Soy donante de sangre. Desde pequeña quise serlo. Lo aprendí de mi tío Pepe, el hermano de mi padre, que, como “home bo”, siempre lo fue. Aún guardo un pin que me dio con una cruz azul y una gotita de sangre.
Cuando voy a donar no siento que haga nada especial, aunque la campaña del Centre de Transfusions nos presente como héroes.
Al contrario, devuelvo a la sociedad lo que hizo con amigos y familiares operados o accidentados. Si para ellos hubo sangre, quiero que haya para los demás.
Sin embargo, ayer fue el primer día en el que se me pasó por la cabeza decir que no. Solo duró un segundo, sin duda. Pero existió.
Fue después de leer en estas mismas páginas el llamamiento a reforzar las reservas de sangre ante la celebración de “bous al carrer”.

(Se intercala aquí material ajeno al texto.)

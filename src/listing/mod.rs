/// Listing engine
///
/// Composes filtered, sorted, paginated SELECTs over a declared table
/// expression. Sort columns come from a per-resource whitelist so user input
/// never reaches the SQL text; filter values are always bound.

pub mod stats;

pub use stats::{channel_stats, ChannelStats};

use crate::{config::ListingConfig, error::AppResult};
use serde::{Deserialize, Serialize};
use sqlx::{sqlite::SqliteRow, FromRow, QueryBuilder, Sqlite, SqlitePool};

/// Raw listing parameters as they arrive on the query string
///
/// Everything is kept as text so malformed numbers fall back to defaults
/// instead of rejecting the request.
#[derive(Debug, Clone, Default, Deserialize)]
#[serde(rename_all = "camelCase")]
pub struct ListQuery {
    pub page: Option<String>,
    pub limit: Option<String>,
    pub page_size: Option<String>,
    pub sort_by: Option<String>,
    pub sort_type: Option<String>,
    pub query: Option<String>,
    pub user_id: Option<String>,
}

impl ListQuery {
    pub fn pagination(&self, config: &ListingConfig) -> Pagination {
        Pagination::parse(
            self.page.as_deref(),
            self.limit.as_deref().or(self.page_size.as_deref()),
            config,
        )
    }

    /// Trimmed, non-empty search text
    pub fn search_text(&self) -> Option<&str> {
        self.query.as_deref().map(str::trim).filter(|q| !q.is_empty())
    }
}

/// 1-indexed page window
#[derive(Debug, Clone, Copy, PartialEq, Eq)]
pub struct Pagination {
    pub page: u32,
    pub page_size: u32,
}

fn positive(raw: Option<&str>) -> Option<u32> {
    raw.and_then(|s| s.trim().parse::<u32>().ok()).filter(|n| *n > 0)
}

impl Pagination {
    /// Parse page and page size, falling back to page 1 and the configured
    /// default size on anything non-numeric or non-positive
    pub fn parse(page: Option<&str>, page_size: Option<&str>, config: &ListingConfig) -> Self {
        let page = positive(page).unwrap_or(1);
        let page_size = positive(page_size)
            .unwrap_or(config.default_page_size)
            .min(config.max_page_size.max(1));

        Self { page, page_size }
    }

    pub fn offset(&self) -> i64 {
        (i64::from(self.page) - 1) * i64::from(self.page_size)
    }

    pub fn limit(&self) -> i64 {
        i64::from(self.page_size)
    }

    /// ceil(total / page_size)
    pub fn total_pages(&self, total_count: i64) -> i64 {
        let size = i64::from(self.page_size);
        (total_count + size - 1) / size
    }
}

impl Default for Pagination {
    fn default() -> Self {
        Self {
            page: 1,
            page_size: 10,
        }
    }
}

#[derive(Debug, Clone, Copy, PartialEq, Eq)]
pub enum SortDirection {
    Asc,
    Desc,
}

impl SortDirection {
    fn as_sql(&self) -> &'static str {
        match self {
            SortDirection::Asc => "ASC",
            SortDirection::Desc => "DESC",
        }
    }
}

/// Resolved sort: a whitelisted column and a direction
#[derive(Debug, Clone, Copy, PartialEq, Eq)]
pub struct Sort {
    pub column: &'static str,
    pub direction: SortDirection,
}

impl Sort {
    /// Map client `sortBy`/`sortType` onto `fields` (client name, column)
    ///
    /// An unknown field yields `default`. Direction defaults to descending.
    pub fn resolve(
        sort_by: Option<&str>,
        sort_type: Option<&str>,
        fields: &[(&str, &'static str)],
        default: Sort,
    ) -> Self {
        let Some(column) = sort_by.and_then(|name| {
            fields
                .iter()
                .find(|(field, _)| field.eq_ignore_ascii_case(name.trim()))
                .map(|(_, column)| *column)
        }) else {
            return default;
        };

        let direction = match sort_type.map(|s| s.trim().to_ascii_lowercase()).as_deref() {
            Some("asc") => SortDirection::Asc,
            _ => SortDirection::Desc,
        };

        Sort { column, direction }
    }

    pub fn desc(column: &'static str) -> Self {
        Sort {
            column,
            direction: SortDirection::Desc,
        }
    }
}

/// A predicate over the listing's table expression
#[derive(Debug, Clone)]
pub enum Filter {
    /// Exact match on a column
    Equals { column: &'static str, value: String },
    /// Case-insensitive substring match against any of the columns
    Contains {
        columns: &'static [&'static str],
        needle: String,
    },
    /// Boolean column must be true unless `bypass_column` equals the value
    IsTrue {
        column: &'static str,
        bypass: Option<(&'static str, String)>,
    },
}

/// Escape LIKE wildcards so the needle matches literally
fn like_pattern(needle: &str) -> String {
    let mut escaped = String::with_capacity(needle.len() + 2);
    escaped.push('%');
    for ch in needle.chars() {
        if matches!(ch, '%' | '_' | '\\') {
            escaped.push('\\');
        }
        escaped.push(ch);
    }
    escaped.push('%');
    escaped
}

/// Declarative description of one list endpoint
#[derive(Debug, Clone)]
pub struct ListingSpec {
    /// Column list, may reference joined tables
    pub select: &'static str,
    /// Table expression including joins
    pub from: &'static str,
    /// Unique column appended to ORDER BY for a stable order
    pub tiebreak: &'static str,
    pub filters: Vec<Filter>,
    pub sort: Sort,
}

impl ListingSpec {
    fn push_where<'a>(&'a self, builder: &mut QueryBuilder<'a, Sqlite>) {
        for (i, filter) in self.filters.iter().enumerate() {
            builder.push(if i == 0 { " WHERE " } else { " AND " });
            match filter {
                Filter::Equals { column, value } => {
                    builder.push(*column).push(" = ").push_bind(value.as_str());
                }
                Filter::Contains { columns, needle } => {
                    let pattern = like_pattern(needle);
                    builder.push("(");
                    for (j, column) in columns.iter().enumerate() {
                        if j > 0 {
                            builder.push(" OR ");
                        }
                        builder
                            .push(*column)
                            .push(" LIKE ")
                            .push_bind(pattern.clone())
                            .push(" ESCAPE '\\'");
                    }
                    builder.push(")");
                }
                Filter::IsTrue { column, bypass } => {
                    builder.push("(").push(*column).push(" = 1");
                    if let Some((bypass_column, value)) = bypass {
                        builder
                            .push(" OR ")
                            .push(*bypass_column)
                            .push(" = ")
                            .push_bind(value.as_str());
                    }
                    builder.push(")");
                }
            }
        }
    }
}

/// One page of results plus the arithmetic clients need to walk the rest
#[derive(Debug, Clone, Serialize, Deserialize)]
#[serde(rename_all = "camelCase")]
pub struct Page<T> {
    pub items: Vec<T>,
    pub page: u32,
    pub page_size: u32,
    pub total_count: i64,
    pub total_pages: i64,
}

impl<T> Page<T> {
    pub fn new(items: Vec<T>, pagination: Pagination, total_count: i64) -> Self {
        Self {
            items,
            page: pagination.page,
            page_size: pagination.page_size,
            total_count,
            total_pages: pagination.total_pages(total_count),
        }
    }
}

/// Run a listing: one COUNT over the filtered set, one windowed SELECT
pub async fn list<T>(db: &SqlitePool, spec: &ListingSpec, pagination: Pagination) -> AppResult<Page<T>>
where
    T: for<'r> FromRow<'r, SqliteRow> + Send + Unpin,
{
    let mut count = QueryBuilder::<Sqlite>::new("SELECT COUNT(*) FROM ");
    count.push(spec.from);
    spec.push_where(&mut count);
    let total_count: i64 = count.build_query_scalar().fetch_one(db).await?;

    let mut select = QueryBuilder::<Sqlite>::new("SELECT ");
    select.push(spec.select).push(" FROM ").push(spec.from);
    spec.push_where(&mut select);
    select
        .push(" ORDER BY ")
        .push(spec.sort.column)
        .push(" ")
        .push(spec.sort.direction.as_sql())
        .push(", ")
        .push(spec.tiebreak)
        .push(" ")
        .push(spec.sort.direction.as_sql())
        .push(" LIMIT ")
        .push_bind(pagination.limit())
        .push(" OFFSET ")
        .push_bind(pagination.offset());

    let items = select.build_query_as::<T>().fetch_all(db).await?;

    Ok(Page::new(items, pagination, total_count))
}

Digo que fue un segundo porque jamás dejaría de ayudar a quien lo necesita, conscientemente, siendo tan fácil, barata e indolora la forma de hacerlo como es donar un poco de sangre.
En eso tienen suerte quienes se exponen a ser corneados por un toro, una conducta innecesaria, de riesgo voluntario y digna de ser erradicada en una Comunidad que presume de Bioparc pero consiente los “bous al carrer”. Incoherencias valencianas. Otra más.
Afortunadamente los donantes no elegimos a quiénes dar nuestra sangre y eso incluye a quienes se exponen al daño frente a un toro azuzándolo, estresándolo, poniéndole fuego en la cabeza e incluso matándolo lentamente.
Esto sí es de héroes, pues ayudamos a quienes consideramos autores de actos de barbarie. Lo hace la sociedad entera, la misma que ve cómo las autoridades condicionan el acceso a tratamientos médicos en función de la renta pero no de conductas de riesgo evitables.
Quizás es hora de plantearlo: si se cobra el rescate al montañero imprudente y se multa al dueño de un pitbull sin bozal por su peligro potencial ¿por qué no hacer lo mismo con quien no se protege de un toro por pura diversión?